[Stored data]
*****

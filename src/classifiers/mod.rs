pub mod bayes;
pub mod classifier;
pub mod ensemble;
pub mod lazy;
pub mod rules;

pub use classifier::{Classifier, predicted_class};
use crate::classifiers::ensemble::EnsembleConfig;
use crate::ui::types::choices::{NoParams, UIChoice};
use schemars::JsonSchema;
use serde::{Deserialize, Serialize};
use serde_json::Value;
use strum_macros::{Display, EnumDiscriminants, EnumIter, EnumMessage, EnumString, IntoStaticStr};

fn default_k() -> usize {
    5
}

fn default_limit() -> usize {
    1000
}

fn default_base_learners() -> Vec<BaseLearnerKind> {
    vec![
        BaseLearnerKind::NaiveBayes,
        BaseLearnerKind::Knn,
        BaseLearnerKind::MajorityClass,
        BaseLearnerKind::NoChange,
    ]
}

#[derive(Debug, Clone, Copy, Serialize, Deserialize, JsonSchema, PartialEq, Eq)]
pub struct KnnParams {
    #[serde(default = "default_k")]
    #[schemars(
        title = "Neighbours",
        description = "Number of neighbours that vote",
        range(min = 1)
    )]
    pub k: usize,

    #[serde(default = "default_limit")]
    #[schemars(
        title = "Window Limit",
        description = "Most recent labelled instances kept",
        range(min = 1)
    )]
    pub limit: usize,
}

impl Default for KnnParams {
    fn default() -> Self {
        Self {
            k: default_k(),
            limit: default_limit(),
        }
    }
}

/// Learners the ensemble may put in its pool (and use as stacking meta-learner).
#[derive(Debug, Clone, Copy, Serialize, Deserialize, JsonSchema, PartialEq, Eq)]
#[serde(rename_all = "kebab-case")]
pub enum BaseLearnerKind {
    NaiveBayes,
    MajorityClass,
    NoChange,
    Knn,
}

#[derive(Debug, Clone, Serialize, Deserialize, JsonSchema, PartialEq)]
pub struct AdaptiveEnsembleParams {
    #[serde(flatten)]
    pub ensemble: EnsembleConfig,

    /// Pool member `i` is `base_learners[i % len]`.
    #[serde(default = "default_base_learners")]
    #[schemars(
        title = "Base Learners",
        description = "Learner kinds cycled over the pool indices"
    )]
    pub base_learners: Vec<BaseLearnerKind>,

    #[serde(default)]
    #[schemars(title = "kNN", description = "Parameters for every kNN pool member")]
    pub knn: KnnParams,

    #[serde(default = "default_meta_learner")]
    #[schemars(
        title = "Meta Learner",
        description = "Learner trained on the pool's votes when voting is stacking"
    )]
    pub meta_learner: BaseLearnerKind,
}

fn default_meta_learner() -> BaseLearnerKind {
    BaseLearnerKind::NaiveBayes
}

impl Default for AdaptiveEnsembleParams {
    fn default() -> Self {
        Self {
            ensemble: EnsembleConfig::default(),
            base_learners: default_base_learners(),
            knn: KnnParams::default(),
            meta_learner: default_meta_learner(),
        }
    }
}

#[derive(Debug, Clone, Serialize, Deserialize, JsonSchema, EnumDiscriminants)]
#[serde(tag = "type", content = "params", rename_all = "kebab-case")]
#[strum_discriminants(name(LearnerKind))]
#[strum_discriminants(derive(EnumIter, EnumString, Display, IntoStaticStr, EnumMessage))]
#[strum_discriminants(strum(serialize_all = "kebab-case"))]
pub enum LearnerChoice {
    #[strum_discriminants(strum(
        message = "Naive Bayes",
        detailed_message = "Counts for nominal inputs, a Gaussian per class for numeric ones."
    ))]
    NaiveBayes(NoParams),

    #[strum_discriminants(strum(
        message = "Majority Class",
        detailed_message = "Predicts the most frequent class seen so far."
    ))]
    MajorityClass(NoParams),

    #[strum_discriminants(strum(
        message = "No Change",
        detailed_message = "Predicts the last label seen."
    ))]
    NoChange(NoParams),

    #[strum_discriminants(strum(
        message = "kNN",
        detailed_message = "Nearest neighbours over a bounded window of recent instances."
    ))]
    Knn(KnnParams),

    #[strum_discriminants(strum(
        message = "Adaptive Ensemble",
        detailed_message = "Pool of learners answered by its currently fittest members."
    ))]
    AdaptiveEnsemble(AdaptiveEnsembleParams),
}

impl UIChoice for LearnerChoice {
    type Kind = LearnerKind;

    fn default_params(kind: Self::Kind) -> Value {
        let params = match kind {
            LearnerKind::NaiveBayes | LearnerKind::MajorityClass | LearnerKind::NoChange => {
                serde_json::to_value(NoParams::default())
            }
            LearnerKind::Knn => serde_json::to_value(KnnParams::default()),
            LearnerKind::AdaptiveEnsemble => {
                serde_json::to_value(AdaptiveEnsembleParams::default())
            }
        };
        params.unwrap_or(Value::Null)
    }
}
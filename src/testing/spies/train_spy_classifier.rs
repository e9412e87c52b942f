use crate::classifiers::Classifier;
use crate::classifiers::ensemble::ConfigError;
use crate::core::instance_header::InstanceHeader;
use crate::core::instances::Instance;
use std::sync::{
    Arc,
    atomic::{AtomicU64, Ordering},
};

#[derive(Clone)]
pub struct TrainSpyHandle {
    trains: Arc<AtomicU64>,
    resets: Arc<AtomicU64>,
}

impl TrainSpyHandle {
    pub fn count(&self) -> u64 {
        self.trains.load(Ordering::Relaxed)
    }

    pub fn resets(&self) -> u64 {
        self.resets.load(Ordering::Relaxed)
    }
}

/// Oracle that counts how often it is trained and reset.
pub struct TrainSpyClassifier {
    handle: TrainSpyHandle,
    num_classes: usize,
}

impl TrainSpyClassifier {
    pub fn new() -> (Self, TrainSpyHandle) {
        let handle = TrainSpyHandle {
            trains: Arc::new(AtomicU64::new(0)),
            resets: Arc::new(AtomicU64::new(0)),
        };
        (
            Self {
                handle: handle.clone(),
                num_classes: 2,
            },
            handle,
        )
    }
}

impl Classifier for TrainSpyClassifier {
    fn get_votes_for_instance(&self, inst: &dyn Instance) -> Vec<f64> {
        let y = inst.class_value().unwrap_or_default() as usize;
        let mut v = vec![0.0; self.num_classes.max(2)];
        if y < v.len() {
            v[y] = 1.0;
        }
        v
    }

    fn set_model_context(&mut self, h: Arc<InstanceHeader>) -> Result<(), ConfigError> {
        self.num_classes = h.number_of_classes();
        Ok(())
    }

    fn train_on_instance(&mut self, _inst: &dyn Instance) {
        self.handle.trains.fetch_add(1, Ordering::Relaxed);
    }

    fn reset(&mut self) {
        self.handle.resets.fetch_add(1, Ordering::Relaxed);
    }
}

*****

- ACTION ITEM
Every record must be transcribed exactly as written.

- REPLY
filename src/classifiers/mod.rs
pub mod bayes;
pub mod classifier;
pub mod ensemble;
pub mod lazy;
pub mod rules;

pub use classifier::{Classifier, predicted_class};
use crate::classifiers::ensemble::EnsembleConfig;
use crate::ui::types::choices::{NoParams, UIChoice};
use schemars::JsonSchema;
use serde::{Deserialize, Serialize};
use serde_json::Value;
use strum_macros::{Display, EnumDiscriminants, EnumIter, EnumMessage, EnumString, IntoStaticStr};

fn default_k() -> usize {
    5
}

fn default_limit() -> usize {
    1000
}

fn default_base_learners() -> Vec<BaseLearnerKind> {
    vec![
        BaseLearnerKind::NaiveBayes,
        BaseLearnerKind::Knn,
        BaseLearnerKind::MajorityClass,
        BaseLearnerKind::NoChange,
    ]
}

#[derive(Debug, Clone, Copy, Serialize, Deserialize, JsonSchema, PartialEq, Eq)]
pub struct KnnParams {
    #[serde(default = "default_k")]
    #[schemars(
        title = "Neighbours",
        description = "Number of neighbours that vote",
        range(min = 1)
    )]
    pub k: usize,

    #[serde(default = "default_limit")]
    #[schemars(
        title = "Window Limit",
        description = "Most recent labelled instances kept",
        range(min = 1)
    )]
    pub limit: usize,
}

impl Default for KnnParams {
    fn default() -> Self {
        Self {
            k: default_k(),
            limit: default_limit(),
        }
    }
}

/// Learners the ensemble may put in its pool (and use as stacking meta-learner).
#[derive(Debug, Clone, Copy, Serialize, Deserialize, JsonSchema, PartialEq, Eq)]
#[serde(rename_all = "kebab-case")]
pub enum BaseLearnerKind {
    NaiveBayes,
    MajorityClass,
    NoChange,
    Knn,
}

#[derive(Debug, Clone, Serialize, Deserialize, JsonSchema, PartialEq)]
pub struct AdaptiveEnsembleParams {
    #[serde(flatten)]
    pub ensemble: EnsembleConfig,

    /// Pool member `i` is `base_learners[i % len]`.
    #[serde(default = "default_base_learners")]
    #[schemars(
        title = "Base Learners",
        description = "Learner kinds cycled over the pool indices"
    )]
    pub base_learners: Vec<BaseLearnerKind>,

    #[serde(default)]
    #[schemars(title = "kNN", description = "Parameters for every kNN pool member")]
    pub knn: KnnParams,

    #[serde(default = "default_meta_learner")]
    #[schemars(
        title = "Meta Learner",
        description = "Learner trained on the pool's votes when voting is stacking"
    )]
    pub meta_learner: BaseLearnerKind,
}

fn default_meta_learner() -> BaseLearnerKind {
    BaseLearnerKind::NaiveBayes
}

impl Default for AdaptiveEnsembleParams {
    fn default() -> Self {
        Self {
            ensemble: EnsembleConfig::default(),
            base_learners: default_base_learners(),
            knn: KnnParams::default(),
            meta_learner: default_meta_learner(),
        }
    }
}

#[derive(Debug, Clone, Serialize, Deserialize, JsonSchema, EnumDiscriminants)]
#[serde(tag = "type", content = "params", rename_all = "kebab-case")]
#[strum_discriminants(name(LearnerKind))]
#[strum_discriminants(derive(EnumIter, EnumString, Display, IntoStaticStr, EnumMessage))]
#[strum_discriminants(strum(serialize_all = "kebab-case"))]
pub enum LearnerChoice {
    #[strum_discriminants(strum(
        message = "Naive Bayes",
        detailed_message = "Counts for nominal inputs, a Gaussian per class for numeric ones."
    ))]
    NaiveBayes(NoParams),

    #[strum_discriminants(strum(
        message = "Majority Class",
        detailed_message = "Predicts the most frequent class seen so far."
    ))]
    MajorityClass(NoParams),

    #[strum_discriminants(strum(
        message = "No Change",
        detailed_message = "Predicts the last label seen."
    ))]
    NoChange(NoParams),

    #[strum_discriminants(strum(
        message = "kNN",
        detailed_message = "Nearest neighbours over a bounded window of recent instances."
    ))]
    Knn(KnnParams),

    #[strum_discriminants(strum(
        message = "Adaptive Ensemble",
        detailed_message = "Pool of learners answered by its currently fittest members."
    ))]
    AdaptiveEnsemble(AdaptiveEnsembleParams),
}

impl UIChoice for LearnerChoice {
    type Kind = LearnerKind;

    fn default_params(kind: Self::Kind) -> Value {
        let params = match kind {
            LearnerKind::NaiveBayes | LearnerKind::MajorityClass | LearnerKind::NoChange => {
                serde_json::to_value(NoParams::default())
            }
            LearnerKind::Knn => serde_json::to_value(KnnParams::default()),
            LearnerKind::AdaptiveEnsemble => {
                serde_json::to_value(AdaptiveEnsembleParams::default())
            }
        };
        params.unwrap_or(Value::Null)
    }
}
filename src/testing/spies/train_spy_classifier.rs
repository e9412e87c52b942f
use crate::classifiers::Classifier;
use crate::classifiers::ensemble::ConfigError;
use crate::core::instance_header::InstanceHeader;
use crate::core::instances::Instance;
use std::sync::{
    Arc,
    atomic::{AtomicU64, Ordering},
};

#[derive(Clone)]
pub struct TrainSpyHandle {
    trains: Arc<AtomicU64>,
    resets: Arc<AtomicU64>,
}

impl TrainSpyHandle {
    pub fn count(&self) -> u64 {
        self.trains.load(Ordering::Relaxed)
    }

    pub fn resets(&self) -> u64 {
        self.resets.load(Ordering::Relaxed)
    }
}

/// Oracle that counts how often it is trained and reset.
pub struct TrainSpyClassifier {
    handle: TrainSpyHandle,
    num_classes: usize,
}

impl TrainSpyClassifier {
    pub fn new() -> (Self, TrainSpyHandle) {
        let handle = TrainSpyHandle {
            trains: Arc::new(AtomicU64::new(0)),
            resets: Arc::new(AtomicU64::new(0)),
        };
        (
            Self {
                handle: handle.clone(),
                num_classes: 2,
            },
            handle,
        )
    }
}

impl Classifier for TrainSpyClassifier {
    fn get_votes_for_instance(&self, inst: &dyn Instance) -> Vec<f64> {
        let y = inst.class_value().unwrap_or_default() as usize;
        let mut v = vec![0.0; self.num_classes.max(2)];
        if y < v.len() {
            v[y] = 1.0;
        }
        v
    }

    fn set_model_context(&mut self, h: Arc<InstanceHeader>) -> Result<(), ConfigError> {
        self.num_classes = h.number_of_classes();
        Ok(())
    }

    fn train_on_instance(&mut self, _inst: &dyn Instance) {
        self.handle.trains.fetch_add(1, Ordering::Relaxed);
    }

    fn reset(&mut self) {
        self.handle.resets.fetch_add(1, Ordering::Relaxed);
    }
}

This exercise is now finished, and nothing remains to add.